Source information:
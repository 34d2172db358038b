// SPDX-License-Identifier: (MIT OR Apache-2.0)
//! Lexer for Flast source code.

pub mod lexer;

pub use lexer::{LexError, LexErrorKind, LexResult, Lexer};
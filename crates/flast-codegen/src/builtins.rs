// SPDX-License-Identifier: (MIT OR Apache-2.0)

//! Built-in function and method registries.
//!
//! Built-ins are names whose lowering is wired directly to the runtime
//! externals rather than to user functions: `print`/`println` synthesize a
//! printf call, and a small set of reserved string methods map onto the C
//! string functions.

use flast_ast::types::{TypeDesc, TypeTag};

/// The runtime externals registered with every module, with their
/// canonical C signatures.
pub const RUNTIME_EXTERNALS: &[&str] = &[
    "printf", "strlen", "strstr", "atoi", "atoll", "atof", "malloc", "free",
];

/// A reserved method on a built-in type.
#[derive(Debug, Clone, Copy, PartialEq, Eq)]
pub enum BuiltinMethod {
    /// `str.len()` → `strlen`
    StrLen,
    /// `str.contains(sub)` → `strstr(self, sub) != null`
    StrContains,
    /// `str.to_i32()` → `atoi`
    StrToI32,
    /// `str.to_i64()` → `atoll`
    StrToI64,
    /// `str.to_f32()` → `atof` + demote
    StrToF32,
    /// `str.to_f64()` → `atof`
    StrToF64,
}

/// Look up a reserved method for a receiver type. Only string receivers
/// carry built-in methods; anything else falls through to a free function.
pub fn builtin_method(receiver: &TypeDesc, method: &str) -> Option<BuiltinMethod> {
    if receiver.tag != TypeTag::Str {
        return None;
    }
    Some(match method {
        "len" => BuiltinMethod::StrLen,
        "contains" => BuiltinMethod::StrContains,
        "to_i32" => BuiltinMethod::StrToI32,
        "to_i64" => BuiltinMethod::StrToI64,
        "to_f32" => BuiltinMethod::StrToF32,
        "to_f64" => BuiltinMethod::StrToF64,
        _ => return None,
    })
}

/// The printf conversion for a lowered argument type, chosen by width:
/// `%hhd`/`%hd`/`%d`/`%lld` for integers, `%f` for floats, `%s` for
/// strings and other pointers.
pub fn printf_spec(ty: &TypeDesc) -> &'static str {
    if ty.is_pointer || ty.is_reference {
        return "%s";
    }
    match ty.tag {
        TypeTag::Bool => "%d",
        TypeTag::I8 | TypeTag::U8 => "%hhd",
        TypeTag::I16 | TypeTag::U16 => "%hd",
        TypeTag::I32 | TypeTag::U32 | TypeTag::Char => "%d",
        TypeTag::I64 | TypeTag::U64 | TypeTag::I128 | TypeTag::U128 => "%lld",
        TypeTag::F32 | TypeTag::F64 => "%f",
        _ => "%s",
    }
}

/// Build the format string for a `print`/`println` call from the argument
/// types: conversions joined by spaces, with a trailing newline for
/// `println`.
pub fn format_string(arg_types: &[TypeDesc], newline: bool) -> String {
    let mut format = arg_types
        .iter()
        .map(printf_spec)
        .collect::<Vec<_>>()
        .join(" ");
    if newline {
        format.push('\n');
    }
    format
}

#[cfg(test)]
mod tests {
    use super::*;

    #[test]
    fn string_methods_resolve() {
        let s = TypeDesc::simple(TypeTag::Str);
        assert_eq!(builtin_method(&s, "len"), Some(BuiltinMethod::StrLen));
        assert_eq!(builtin_method(&s, "contains"), Some(BuiltinMethod::StrContains));
        assert_eq!(builtin_method(&s, "to_f64"), Some(BuiltinMethod::StrToF64));
        assert_eq!(builtin_method(&s, "reverse"), None);
        // Non-string receivers never match.
        let i = TypeDesc::simple(TypeTag::I32);
        assert_eq!(builtin_method(&i, "len"), None);
    }

    #[test]
    fn format_synthesis_by_width() {
        let args = vec![
            TypeDesc::simple(TypeTag::I32),
            TypeDesc::simple(TypeTag::Str),
            TypeDesc::simple(TypeTag::F64),
            TypeDesc::simple(TypeTag::I64),
        ];
        assert_eq!(format_string(&args, true), "%d %s %f %lld\n");
        assert_eq!(format_string(&args, false), "%d %s %f %lld");
        assert_eq!(format_string(&[], true), "\n");
    }
}
// SPDX-License-Identifier: (MIT OR Apache-2.0)

//! Flast code generator — AST → native code via Cranelift.

pub mod builder;
pub mod builtins;
pub mod link;
pub mod module;
pub mod scope;
mod tests;
pub mod types;

pub use link::{link_executable, platform_extension, prepare_build_dirs, BuildPaths};
pub use module::{compile_program, BuildMode, CodeGenerator, CompiledUnit};

use thiserror::Error;

#[derive(Debug, Error)]
pub enum CodegenError {
    #[error("{0}")]
    Lowering(String),
    #[error("unsupported construct: {0}")]
    Unsupported(String),
    #[error("verification failed for '{name}': {detail}")]
    Verification { name: String, detail: String },
    #[error("linking failed: {0}")]
    LinkFailure(String),
    #[error(transparent)]
    Resolve(#[from] flast_resolve::ResolveError),
    #[error("cranelift error: {0}")]
    Cranelift(String),
    #[error("I/O error: {0}")]
    Io(#[from] std::io::Error),
}

pub type CodegenResult<T> = Result<T, CodegenError>;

Exercise:
Extract all the entries word for word.

Output of the task:
repository 34d2172db358038b
// SPDX-License-Identifier: (MIT OR Apache-2.0)
//! Lexer for Flast source code.

pub mod lexer;

pub use lexer::{LexError, LexErrorKind, LexResult, Lexer};
filename crates/flast-codegen/src/builtins.rs
// SPDX-License-Identifier: (MIT OR Apache-2.0)

//! Built-in function and method registries.
//!
//! Built-ins are names whose lowering is wired directly to the runtime
//! externals rather than to user functions: `print`/`println` synthesize a
//! printf call, and a small set of reserved string methods map onto the C
//! string functions.

use flast_ast::types::{TypeDesc, TypeTag};

/// The runtime externals registered with every module, with their
/// canonical C signatures.
pub const RUNTIME_EXTERNALS: &[&str] = &[
    "printf", "strlen", "strstr", "atoi", "atoll", "atof", "malloc", "free",
];

/// A reserved method on a built-in type.
#[derive(Debug, Clone, Copy, PartialEq, Eq)]
pub enum BuiltinMethod {
    /// `str.len()` → `strlen`
    StrLen,
    /// `str.contains(sub)` → `strstr(self, sub) != null`
    StrContains,
    /// `str.to_i32()` → `atoi`
    StrToI32,
    /// `str.to_i64()` → `atoll`
    StrToI64,
    /// `str.to_f32()` → `atof` + demote
    StrToF32,
    /// `str.to_f64()` → `atof`
    StrToF64,
}

/// Look up a reserved method for a receiver type. Only string receivers
/// carry built-in methods; anything else falls through to a free function.
pub fn builtin_method(receiver: &TypeDesc, method: &str) -> Option<BuiltinMethod> {
    if receiver.tag != TypeTag::Str {
        return None;
    }
    Some(match method {
        "len" => BuiltinMethod::StrLen,
        "contains" => BuiltinMethod::StrContains,
        "to_i32" => BuiltinMethod::StrToI32,
        "to_i64" => BuiltinMethod::StrToI64,
        "to_f32" => BuiltinMethod::StrToF32,
        "to_f64" => BuiltinMethod::StrToF64,
        _ => return None,
    })
}

/// The printf conversion for a lowered argument type, chosen by width:
/// `%hhd`/`%hd`/`%d`/`%lld` for integers, `%f` for floats, `%s` for
/// strings and other pointers.
pub fn printf_spec(ty: &TypeDesc) -> &'static str {
    if ty.is_pointer || ty.is_reference {
        return "%s";
    }
    match ty.tag {
        TypeTag::Bool => "%d",
        TypeTag::I8 | TypeTag::U8 => "%hhd",
        TypeTag::I16 | TypeTag::U16 => "%hd",
        TypeTag::I32 | TypeTag::U32 | TypeTag::Char => "%d",
        TypeTag::I64 | TypeTag::U64 | TypeTag::I128 | TypeTag::U128 => "%lld",
        TypeTag::F32 | TypeTag::F64 => "%f",
        _ => "%s",
    }
}

/// Build the format string for a `print`/`println` call from the argument
/// types: conversions joined by spaces, with a trailing newline for
/// `println`.
pub fn format_string(arg_types: &[TypeDesc], newline: bool) -> String {
    let mut format = arg_types
        .iter()
        .map(printf_spec)
        .collect::<Vec<_>>()
        .join(" ");
    if newline {
        format.push('\n');
    }
    format
}

#[cfg(test)]
mod tests {
    use super::*;

    #[test]
    fn string_methods_resolve() {
        let s = TypeDesc::simple(TypeTag::Str);
        assert_eq!(builtin_method(&s, "len"), Some(BuiltinMethod::StrLen));
        assert_eq!(builtin_method(&s, "contains"), Some(BuiltinMethod::StrContains));
        assert_eq!(builtin_method(&s, "to_f64"), Some(BuiltinMethod::StrToF64));
        assert_eq!(builtin_method(&s, "reverse"), None);
        // Non-string receivers never match.
        let i = TypeDesc::simple(TypeTag::I32);
        assert_eq!(builtin_method(&i, "len"), None);
    }

    #[test]
    fn format_synthesis_by_width() {
        let args = vec![
            TypeDesc::simple(TypeTag::I32),
            TypeDesc::simple(TypeTag::Str),
            TypeDesc::simple(TypeTag::F64),
            TypeDesc::simple(TypeTag::I64),
        ];
        assert_eq!(format_string(&args, true), "%d %s %f %lld\n");
        assert_eq!(format_string(&args, false), "%d %s %f %lld");
        assert_eq!(format_string(&[], true), "\n");
    }
}
// SPDX-License-Identifier: (MIT OR Apache-2.0)

//! Flast code generator — AST → native code via Cranelift.

pub mod builder;
pub mod builtins;
pub mod link;
pub mod module;
pub mod scope;
mod tests;
pub mod types;

pub use link::{link_executable, platform_extension, prepare_build_dirs, BuildPaths};
pub use module::{compile_program, BuildMode, CodeGenerator, CompiledUnit};

use thiserror::Error;

#[derive(Debug, Error)]
pub enum CodegenError {
    #[error("{0}")]
    Lowering(String),
    #[error("unsupported construct: {0}")]
    Unsupported(String),
    #[error("verification failed for '{name}': {detail}")]
    Verification { name: String, detail: String },
    #[error("linking failed: {0}")]
    LinkFailure(String),
    #[error(transparent)]
    Resolve(#[from] flast_resolve::ResolveError),
    #[error("cranelift error: {0}")]
    Cranelift(String),
    #[error("I/O error: {0}")]
    Io(#[from] std::io::Error),
}

pub type CodegenResult<T> = Result<T, CodegenError>;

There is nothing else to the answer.